6) Modify Build file to specify what services and drivers are loaded in the finished ISO product

Next we need to modify the build.conf file.

This is Thinstation's basic setup file. It allows you to decide which hardware, programs and features are included in the thinstation boot image ISO that will be our final product. Anything in this file with a # sign is a comment. When removing items I would recommend commenting them out with the # sign instead of actually deleting the line. We'll include our new NIC driver found in step 5 and also remove some unneeded items to reduce the final size of the ISO image.

First we define which modules to include. Modules are hardware drivers. Not only does reducing modules reduce the size of the ISO image but it will also speeds up boot time.

The critical modules for most systems are as follows:

module intel-agp # Used for Video depending on your chipset
module e1000e # This is the driver that we compiled above for the NIC
module usb-hid # This is used for USB keyboards and mice (or is it mouses?)
module floppy # Used for floppy disk support
module ide-cd # Used for CD-Rom support
module isofs # Used for ISO9960 file system support for CD-Roms
module vfat # Used for FAT and VFat file system support
module ntfs # NTFS file system support
module ext2 # Ext2 file system support
module ext3 # Ext3 file system support
module supermount # Support for auto unmounting of removable media
module nfs # NFS file system support
module cifs # CIFS support

Next we need to select what packages to include in our boot image. A package is a program or utility. These include things like remote control of the bootable ISO using VNC viewer, remote desktop and other system type functions. Here are some popular ones to include:

package hwclock # Syncs the OS clock to the HW clock
package xorg6vnc # VNC - You can connect using http://IPADDRESS:5800
package xorg6-i810 # Intel 8xx integrated graphics chipsets
packages xorg6-vesa # generic VESA driver
package keymaps-en_us #English keyboard layout
package rdesktop # this allows the image to have remote desktop
package icewm # Windows manager
package xtdesk # adds icons to the desktop
package www # web access to client http://IPADDRESS:6800

We also will need to set some parameters for password, resolution and other configuration settings. Be sure to customize your password instead of leaving the default "password" list below:

param rootpasswd password # root password
param xorgvncpasswd password # VNC Access password
param storagepasswd password # password for storage server
param dialuppasswd password # password for dial-in account
param sambapasswd password # password for samba shares
param bootlogo true # Background picture during boot
param bootresolution 1024x768 # Resolution used during Thinstation boot
param defaultconfig thinstation.conf.buildtime # default config file
param basename thinstation # Used for all config file names
param basepath . # Used to determine path to TFTP files
param baseurl # URL for wget
param localpkgs false # determines of pkg files are loaded locally
param fullocales false # Use full locale support for packages
param icaencryption false # Use ICA encryption
param haltonerror false # Halt on error
param bootverbosity 3 # boot and network messages
param javaurl file://home/installs/jre-1_5_0_06-linux-i586.bin #java URL
paramhttpproxy # Enter your proxy address

Our build.conf file is now complete. You'll see other options in the file to customize as it fits your hardware. If you need to include drivers not listed you will need to follows the same steps that we did for the NIC driver and include it in the build.conf file.
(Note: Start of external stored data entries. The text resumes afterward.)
//! # Template helpers
//!
//! A small, swappable set of Handlebars helpers registered into every
//! `TemplateRenderer` instance (`spec.md` §4.9's "pluggable helper map").
//! Kept as a boundary concern so a caller using `TemplateRenderer::with_helpers`
//! can register additional helpers, or none.

use handlebars::{
    Context, Handlebars, Helper, HelperResult, Output, RenderContext, RenderErrorReason,
};

/// Registers the default helper set (`upper`, `lower`, `trim`) into
/// `handlebars`.
pub fn register_defaults(handlebars: &mut Handlebars) {
    handlebars.register_helper("upper", Box::new(upper_helper));
    handlebars.register_helper("lower", Box::new(lower_helper));
    handlebars.register_helper("trim", Box::new(trim_helper));
}

fn string_param(helper: &Helper, name: &str) -> Result<String, handlebars::RenderError> {
    helper
        .param(0)
        .map(|p| p.value().render())
        .ok_or_else(|| RenderErrorReason::ParamNotFoundForIndex(name, 0).into())
}

fn upper_helper(
    helper: &Helper,
    _: &Handlebars,
    _: &Context,
    _: &mut RenderContext,
    out: &mut dyn Output,
) -> HelperResult {
    out.write(&string_param(helper, "upper")?.to_uppercase())?;
    Ok(())
}

fn lower_helper(
    helper: &Helper,
    _: &Handlebars,
    _: &Context,
    _: &mut RenderContext,
    out: &mut dyn Output,
) -> HelperResult {
    out.write(&string_param(helper, "lower")?.to_lowercase())?;
    Ok(())
}

fn trim_helper(
    helper: &Helper,
    _: &Handlebars,
    _: &Context,
    _: &mut RenderContext,
    out: &mut dyn Output,
) -> HelperResult {
    out.write(string_param(helper, "trim")?.trim())?;
    Ok(())
}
We'll also need to configure the thinstation.conf.buildtime file and configure the terminal server settings and some other configuration settings. Most of these are pretty standard, but note the screen resolution, and the SESSION 1 options for the Remote Desktop server.

  • KEYBOARD_MAP=en_us
  • USB_MOUNT_OPTIONS="utf8,shortname=win95"
  • SCREEN=0
  • SESSION_0_TYPE=icewm
  • SCREEN_RESOLUTION="1024x768"
  • X_COOKIE=36d71ab65c10ef065702c111a3d31593
  • SESSION_1_TITLE="Terminal Server Farm"
  • SESSION_1_TYPE=rdesktop
  • SESSION_1_RDESKTOP_OPTIONS="-u '' -a 16"
  • STORAGE_CONFIG1=/mnt/disc/hda/part1
  • STORAGE_CONFIG2=/mnt/disc/hda/part2
  • STORAGE_CONFIG3=/mnt/cdrom
  • STORAGE_CONFIG4=/mnt/usbdevice/sda1
  • STORAGE_CONFIG5=/mnt/floppy
  • NET_HOSTNAME=kiosk_*

7) Build the ISO

Our next step is to build the ISO. We just need to run the build command. If your terminal session is still open you can execute:

sudo /.build

If you closed you'll need to change folders to the "home/user/build/ thinstation-2.2.2" folder.

The resulting ISO that is built is located in the "home/user/build/ thinstation-2.2.2/boot-images/iso" folder. It's called thinstation.iso. The resulting ISO is about 8MB in size.

8) Using the ISO

Finally we just need to copy the ISO to a network share somewhere on your network. Open the Altiris Resource Viewer to an AMT enabled computer and click on the Real-Time tab. Select the reboot radio button and check the perform Boot from "CD Image" box. Then enter the path to the network location that you copied the ISO to. Click the Run Task Now button. Your selected computer will now reboot to the ISO image. It will boot up and connect directly to your terminal server that you specified earlier.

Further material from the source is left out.